The RAS/RAF/MEK/MAPK signaling pathway plays a key role in regulating cell proliferation, survival and differentiation. As hyperactivation of MAPK signaling is a common driver in a subgroup of adult and pediatric gliomas, MAPK pathway blockade has been an attractive target for anti-glioma therapy. We have previously shown that pharmacological inhibition of BRAF and MEK significantly reduces glioma growth in intracranial xenograft models. Here, we compare the efficacy of inhibiting three MAPK pathway targets: BRAF (PLX4720 and PLX4032), MEK (PD901 and GDC0973) and ERK (SCH772984), in reducing glioma growth.

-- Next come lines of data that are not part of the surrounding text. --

// crates/thicket-normalize/src/normalize.rs

//! DFS canonicalization: merge every non-cutpoint successor into its
//! unique predecessor (`spec.md` §4.3).
//!
//! A root is a *cutpoint* if more than one place references it — another
//! root's data leaf, or a program variable directly. A non-cutpoint root
//! (referenced from exactly one place, and not itself a variable target)
//! contributes nothing a cutpoint-based abstraction needs to keep separate,
//! so it is spliced into its referencing root and its index retired.

use crate::dfs::{DfsOrder, Event};
use crate::log::NormalizationLog;
use std::collections::{HashMap, HashSet};
use thicket_automata::{reduce, State, TreeAut};
use thicket_core::{Data, RootIdx};
use thicket_fae::ForestAutomaton;
use thicket_label::Label;

/// Runs one normalization pass over `fae` in place, returning the log the
/// backward run needs to invert it.
pub fn normalize(fae: &mut ForestAutomaton) -> NormalizationLog {
    fae.recompute_connection_graph();

    let mut log = NormalizationLog::new();
    log.create_identity_mapping(fae.root_count());

    let mut in_degree: HashMap<RootIdx, usize> = HashMap::new();
    for idx in 0..fae.root_count() {
        let r = RootIdx::from(idx);
        for succ in fae.connection_graph().direct_successors(r) {
            *in_degree.entry(succ).or_insert(0) += 1;
        }
    }
    let var_targets: HashSet<RootIdx> = fae
        .vars()
        .values()
        .filter_map(Data::as_ref_target)
        .map(|(r, _)| r)
        .collect();

    let entry_roots: Vec<RootIdx> = (0..fae.root_count())
        .map(RootIdx::from)
        .filter(|r| var_targets.contains(r) || in_degree.get(r).copied().unwrap_or(0) != 1)
        .collect();

    let order: Vec<RootIdx> = {
        let cg = fae.connection_graph().clone();
        let successors = move |r: RootIdx| cg.direct_successors(r).into_iter().collect::<Vec<_>>();
        DfsOrder::new(entry_roots, successors)
            .filter_map(|e| match e {
                Event::Exit(r) => Some(r),
                Event::Enter(_) => None,
            })
            .collect()
    };

    for r in order {
        let r = log.resolve(r);
        if fae.root(r).is_none() {
            continue;
        }
        let indeg = in_degree.get(&r).copied().unwrap_or(0);
        if indeg != 1 || var_targets.contains(&r) {
            continue;
        }
        let predecessor = (0..fae.root_count())
            .map(RootIdx::from)
            .find(|&p| fae.root(p).is_some() && fae.connection_graph().direct_successors(p).contains(&r));
        let Some(pred) = predecessor else { continue };
        let pred = log.resolve(pred);
        if pred == r {
            continue;
        }
        merge_into(fae, &mut log, pred, r);
        fae.recompute_connection_graph();
    }

    log.finalize();
    log
}

fn merge_into(fae: &mut ForestAutomaton, log: &mut NormalizationLog, survivor: RootIdx, merged: RootIdx) {
    let (Some(pred_ta), Some(child_ta)) = (fae.root(survivor).cloned(), fae.root(merged).cloned()) else {
        return;
    };
    let shift = pred_ta.high_water_mark();
    let child_shifted = child_ta.rename(|s| State(s.0 + shift));

    let mut unioned = TreeAut::new();
    let mut splice_points: Vec<State> = Vec::new();
    for t in pred_ta.transitions() {
        let is_ref_to_merged = matches!(
            fae.labels().get(t.label),
            Label::Data(Data::Ref { root, .. }, _) if *root == merged
        );
        if is_ref_to_merged {
            splice_points.push(t.rhs);
            continue;
        }
        unioned.add_transition(t.lhs.clone(), t.label, t.rhs);
    }
    for f in pred_ta.final_states() {
        unioned.add_final(*f);
    }
    for t in child_shifted.transitions() {
        unioned.add_transition(t.lhs.clone(), t.label, t.rhs);
    }

    let mut classes: Vec<Vec<State>> = Vec::new();
    for &q in &splice_points {
        let mut class = vec![q];
        for &cf in child_shifted.final_states() {
            class.push(cf);
            let original_cf = State(cf.0 - shift);
            log.add_join_state(survivor, q, original_cf);
        }
        classes.push(class);
    }

    let collapsed = unioned.collapsed(&classes);
    let reduced = reduce::useless_and_unreachable_free(&collapsed);
    fae.set_root(survivor, reduced);
    fae.relabel_references(merged, survivor);

    // The merged root's own data leaves referencing it are gone now (it
    // has been spliced structurally); drop the slot without invalidating
    // the reference we just repointed above.
    fae.free_slot_only(merged);

    log.add_merged_root(survivor, merged);
}

#[cfg(test)]
mod tests {
    use super::*;
    use thicket_label::DataId;

    #[test]
    fn merges_unique_successor_into_predecessor() {
        let mut fae = ForestAutomaton::new();
        let leaf = fae.labels_mut().intern(Label::Data(Data::Null, DataId(0)));
        let mut child_ta = TreeAut::new();
        let cq = child_ta.fresh_state();
        child_ta.add_transition(vec![], leaf, cq);
        child_ta.add_final(cq);
        let child = fae.alloc_root(child_ta);

        let ref_label = fae
            .labels_mut()
            .intern(Label::Data(Data::Ref { root: child, displ: 0 }, DataId(1)));
        let mut pred_ta = TreeAut::new();
        let pq = pred_ta.fresh_state();
        pred_ta.add_transition(vec![], ref_label, pq);
        pred_ta.add_final(pq);
        let pred = fae.alloc_root(pred_ta);
        fae.bind_var(0, Data::Ref { root: pred, displ: 0 });

        let log = normalize(&mut fae);
        assert_eq!(log.len(), 1);
        assert!(fae.root(child).is_none());
        assert!(fae.root(pred).is_some());
    }

    #[test]
    fn a_root_referenced_by_two_variables_is_not_merged() {
        let mut fae = ForestAutomaton::new();
        let leaf = fae.labels_mut().intern(Label::Data(Data::Null, DataId(0)));
        let mut ta = TreeAut::new();
        let q = ta.fresh_state();
        ta.add_transition(vec![], leaf, q);
        ta.add_final(q);
        let r = fae.alloc_root(ta);
        fae.bind_var(0, Data::Ref { root: r, displ: 0 });
        fae.bind_var(1, Data::Ref { root: r, displ: 0 });

        let log = normalize(&mut fae);
        assert!(log.is_empty());
        assert!(fae.root(r).is_some());
    }
}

In all of the three glioma cell lines examined, AM38 (BRAFV600E-mutant), DBTRG-05MG (BRAFV600E-mutant) and LN229 (NF-1 deficient), ERK and MEK inhibition efficiently suppressed the activation of downstream effectors of MAPK pathway, including p90RSK and cyclin D1, at less than 1uM. In contrast, BRAFV600E inhibitor PLX4720 and PLX4032 inhibits MEK and ERK phosphorylation at 0.1 uM, but yield insignificant effects on downstream components of MAPK (p90RSK and cyclin D1) even at high concentration (10 uM). Concordant with the extent of MAPK pathway blockade, MEK and ERK inhibition is more efficient in suppressing glioma cell growth compared to BRAF inhibition. Future work is required to understand the mechanisms underlying the variations in potency amongst inhibiting various MAPK pathway targets.